Em uma carta divulgada recentemente, Infantino, junto com o secretário-geral da FIFA, Mattias Grafstrom, expressou arrependimento em relação ao processo de elaboração e divulgação da proposta conhecida como FIFA Forward Enterprise (FFE). O dirigente admitiu que o Conselho da FIFA e as associações-membro não deveriam ter se sentido alijados do processo, defendendo que a condução do projeto teve falhas que poderiam ter sido evitadas. Ele também se desculpou pelo vazamento prematuro da proposta para a mídia, que gerou mais controvérsias e descontentamento.
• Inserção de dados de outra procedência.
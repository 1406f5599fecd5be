//! In-memory backends for offline tests
//!
//! Each stub answers from per-key queues first, then from a sticky default
//! response, and records every call it receives.

use crate::backend::{
    Clock, DnsBackend, DnsFailure, FetchError, HttpFetcher, HttpReply, HttpRequest,
    WhoisConnector,
};
use crate::transport::Transport;
use async_trait::async_trait;
use ipwhois_core::config::LookupConfig;
use std::collections::{HashMap, VecDeque};
use std::io;
use std::net::IpAddr;
use std::sync::{Arc, Mutex};
use std::time::{Duration, Instant};

struct Script<T: Clone> {
    queued: HashMap<String, VecDeque<T>>,
    sticky: HashMap<String, T>,
}

impl<T: Clone> Default for Script<T> {
    fn default() -> Self {
        Self {
            queued: HashMap::new(),
            sticky: HashMap::new(),
        }
    }
}

impl<T: Clone> Script<T> {
    fn next(&mut self, key: &str) -> Option<T> {
        if let Some(item) = self.queued.get_mut(key).and_then(VecDeque::pop_front) {
            return Some(item);
        }
        self.sticky.get(key).cloned()
    }
}

type WhoisOutcome = Result<Vec<u8>, io::ErrorKind>;

/// Scripted WHOIS server, keyed by host name
#[derive(Default)]
pub struct StubWhois {
    script: Mutex<Script<WhoisOutcome>>,
    calls: Mutex<Vec<(String, u16, String)>>,
}

impl StubWhois {
    pub fn new() -> Self {
        Self::default()
    }

    /// Answer every query to `server` with `text` once queued items run out
    pub fn respond(&self, server: &str, text: &str) {
        self.respond_bytes(server, text.as_bytes().to_vec());
    }

    pub fn respond_bytes(&self, server: &str, bytes: Vec<u8>) {
        let mut script = self.script.lock().unwrap();
        script.sticky.insert(server.to_string(), Ok(bytes));
    }

    /// Queue a one-off answer
    pub fn push(&self, server: &str, text: &str) {
        let mut script = self.script.lock().unwrap();
        script
            .queued
            .entry(server.to_string())
            .or_default()
            .push_back(Ok(text.as_bytes().to_vec()));
    }

    /// Queue a one-off socket error
    pub fn push_err(&self, server: &str, kind: io::ErrorKind) {
        let mut script = self.script.lock().unwrap();
        script
            .queued
            .entry(server.to_string())
            .or_default()
            .push_back(Err(kind));
    }

    /// Every (server, port, query) received
    pub fn calls(&self) -> Vec<(String, u16, String)> {
        self.calls.lock().unwrap().clone()
    }

    pub fn call_count(&self) -> usize {
        self.calls.lock().unwrap().len()
    }
}

#[async_trait]
impl WhoisConnector for StubWhois {
    async fn exchange(
        &self,
        server: &str,
        port: u16,
        query: &str,
        _timeout: Duration,
    ) -> io::Result<Vec<u8>> {
        self.calls
            .lock()
            .unwrap()
            .push((server.to_string(), port, query.to_string()));

        let outcome = self.script.lock().unwrap().next(server);
        match outcome {
            Some(Ok(bytes)) => Ok(bytes),
            Some(Err(kind)) => Err(io::Error::new(kind, "scripted WHOIS failure")),
            None => Err(io::Error::new(
                io::ErrorKind::ConnectionRefused,
                format!("no scripted response for {}", server),
            )),
        }
    }
}

type HttpOutcome = Result<HttpReply, FetchError>;

/// Scripted HTTP server, keyed by exact URL; unknown URLs get a 404
#[derive(Default)]
pub struct StubHttp {
    script: Mutex<Script<HttpOutcome>>,
    calls: Mutex<Vec<HttpRequest>>,
}

impl StubHttp {
    pub fn new() -> Self {
        Self::default()
    }

    /// Sticky reply for `url`
    pub fn respond(&self, url: &str, status: u16, body: &str) {
        self.respond_bytes(url, status, body.as_bytes().to_vec());
    }

    pub fn respond_bytes(&self, url: &str, status: u16, body: Vec<u8>) {
        let mut script = self.script.lock().unwrap();
        script
            .sticky
            .insert(url.to_string(), Ok(HttpReply::new(status, body)));
    }

    /// Sticky JSON reply with status 200
    pub fn respond_json(&self, url: &str, json: &serde_json::Value) {
        self.respond(url, 200, &json.to_string());
    }

    /// Queue a one-off reply
    pub fn push(&self, url: &str, status: u16, body: &str) {
        self.enqueue(url, Ok(HttpReply::new(status, body)));
    }

    /// Queue a one-off empty reply with the given status
    pub fn push_status(&self, url: &str, status: u16) {
        self.push(url, status, "");
    }

    /// Queue a one-off transport failure
    pub fn push_failure(&self, url: &str) {
        self.enqueue(
            url,
            Err(FetchError::Transport("scripted connection reset".to_string())),
        );
    }

    fn enqueue(&self, url: &str, outcome: HttpOutcome) {
        let mut script = self.script.lock().unwrap();
        script
            .queued
            .entry(url.to_string())
            .or_default()
            .push_back(outcome);
    }

    pub fn calls(&self) -> Vec<HttpRequest> {
        self.calls.lock().unwrap().clone()
    }

    pub fn call_count(&self) -> usize {
        self.calls.lock().unwrap().len()
    }

    /// Requests made to one URL
    pub fn calls_to(&self, url: &str) -> usize {
        self.calls
            .lock()
            .unwrap()
            .iter()
            .filter(|r| r.url == url)
            .count()
    }
}

#[async_trait]
impl HttpFetcher for StubHttp {
    async fn fetch(&self, request: &HttpRequest) -> Result<HttpReply, FetchError> {
        self.calls.lock().unwrap().push(request.clone());

        let outcome = self.script.lock().unwrap().next(&request.url);
        outcome.unwrap_or_else(|| Ok(HttpReply::new(404, "")))
    }
}

/// Scripted DNS answers
#[derive(Default)]
pub struct StubDns {
    txt: Mutex<HashMap<String, Result<Vec<String>, DnsFailure>>>,
    ptr: Mutex<HashMap<IpAddr, Result<Vec<String>, DnsFailure>>>,
    calls: Mutex<Vec<String>>,
}

impl StubDns {
    pub fn new() -> Self {
        Self::default()
    }

    pub fn answer_txt(&self, name: &str, answers: &[&str]) {
        self.txt.lock().unwrap().insert(
            name.to_string(),
            Ok(answers.iter().map(|a| a.to_string()).collect()),
        );
    }

    pub fn fail_txt(&self, name: &str, failure: DnsFailure) {
        self.txt
            .lock()
            .unwrap()
            .insert(name.to_string(), Err(failure));
    }

    pub fn answer_ptr(&self, addr: IpAddr, names: &[&str]) {
        self.ptr.lock().unwrap().insert(
            addr,
            Ok(names.iter().map(|n| n.to_string()).collect()),
        );
    }

    pub fn fail_ptr(&self, addr: IpAddr, failure: DnsFailure) {
        self.ptr.lock().unwrap().insert(addr, Err(failure));
    }

    /// Every name queried (PTR queries recorded as the address)
    pub fn calls(&self) -> Vec<String> {
        self.calls.lock().unwrap().clone()
    }
}

#[async_trait]
impl DnsBackend for StubDns {
    async fn txt(&self, name: &str) -> Result<Vec<String>, DnsFailure> {
        self.calls.lock().unwrap().push(name.to_string());
        self.txt
            .lock()
            .unwrap()
            .get(name)
            .cloned()
            .unwrap_or(Err(DnsFailure::NxDomain))
    }

    async fn reverse(&self, addr: IpAddr) -> Result<Vec<String>, DnsFailure> {
        self.calls.lock().unwrap().push(addr.to_string());
        self.ptr
            .lock()
            .unwrap()
            .get(&addr)
            .cloned()
            .unwrap_or(Err(DnsFailure::NxDomain))
    }
}

/// Clock that only moves when slept on or advanced
pub struct ManualClock {
    base: Instant,
    elapsed: Mutex<Duration>,
    sleeps: Mutex<Vec<Duration>>,
}

impl ManualClock {
    pub fn new() -> Self {
        Self {
            base: Instant::now(),
            elapsed: Mutex::new(Duration::ZERO),
            sleeps: Mutex::new(Vec::new()),
        }
    }

    pub fn advance(&self, by: Duration) {
        *self.elapsed.lock().unwrap() += by;
    }

    /// Every sleep requested, in order
    pub fn sleeps(&self) -> Vec<Duration> {
        self.sleeps.lock().unwrap().clone()
    }

    pub fn total_slept(&self) -> Duration {
        self.sleeps.lock().unwrap().iter().sum()
    }
}

impl Default for ManualClock {
    fn default() -> Self {
        Self::new()
    }
}

#[async_trait]
impl Clock for ManualClock {
    fn now(&self) -> Instant {
        self.base + *self.elapsed.lock().unwrap()
    }

    async fn sleep(&self, duration: Duration) {
        self.sleeps.lock().unwrap().push(duration);
        self.advance(duration);
    }
}

/// Stub backends wired into a [`Transport`]
pub struct StubNetwork {
    pub whois: Arc<StubWhois>,
    pub http: Arc<StubHttp>,
    pub dns: Arc<StubDns>,
    pub clock: Arc<ManualClock>,
    pub transport: Transport,
}

impl StubNetwork {
    pub fn new() -> Self {
        Self::with_config(LookupConfig::new())
    }

    pub fn with_config(config: LookupConfig) -> Self {
        let whois = Arc::new(StubWhois::new());
        let http = Arc::new(StubHttp::new());
        let dns = Arc::new(StubDns::new());
        let clock = Arc::new(ManualClock::new());
        let transport = Transport::from_parts(
            config,
            whois.clone(),
            http.clone(),
            dns.clone(),
            clock.clone(),
        );

        Self {
            whois,
            http,
            dns,
            clock,
            transport,
        }
    }
}

impl Default for StubNetwork {
    fn default() -> Self {
        Self::new()
    }
}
O comunicado enfatizou que a FIFA realizará uma análise abrangente dos procedimentos utilizados e se comprometeu a apresentar um relatório detalhado em sua próxima reunião oficial. A ideia original de criar uma empresa para comercializar ativos da FIFA foi vista como uma fatalidade, que ao invés de trazer inovação, causou um abalo reputacional e político significativo.
Durante a mesma semana, Infantino enfrentou acusações mais severas, como as do príncipe Ali bin Hussein, presidente da Federação Jordaniana de Futebol, que o acusou de “chantagem”, exacerbando ainda mais a crise interna da entidade. Apesar das críticas contundentes e da pressão externa crescente, a alta cúpula da FIFA reafirmou seu apoio a Infantino, descartando qualquer mudança em sua liderança.
A nota oficial emitida na reunião de emergência ressaltou que Infantino é o único dirigente legítimo, eleito pelas 211 associações-membro da FIFA. Além disso, foi mencionado que a governança da entidade precisa ser aprimorada, com melhor comunicação e interação entre seus diversos órgãos administrativos. A FIFA, por sua vez, voltou a confirmar a retirada oficial da proposta e se comprometeu a proteger sua reputação em meio a um cenário de críticas e descontentamento crescentes, enquanto Infantino continua enfrentando um cenário incerto para sua possível reeleição em 2027, com diversos países já se distanciando de seu apoio.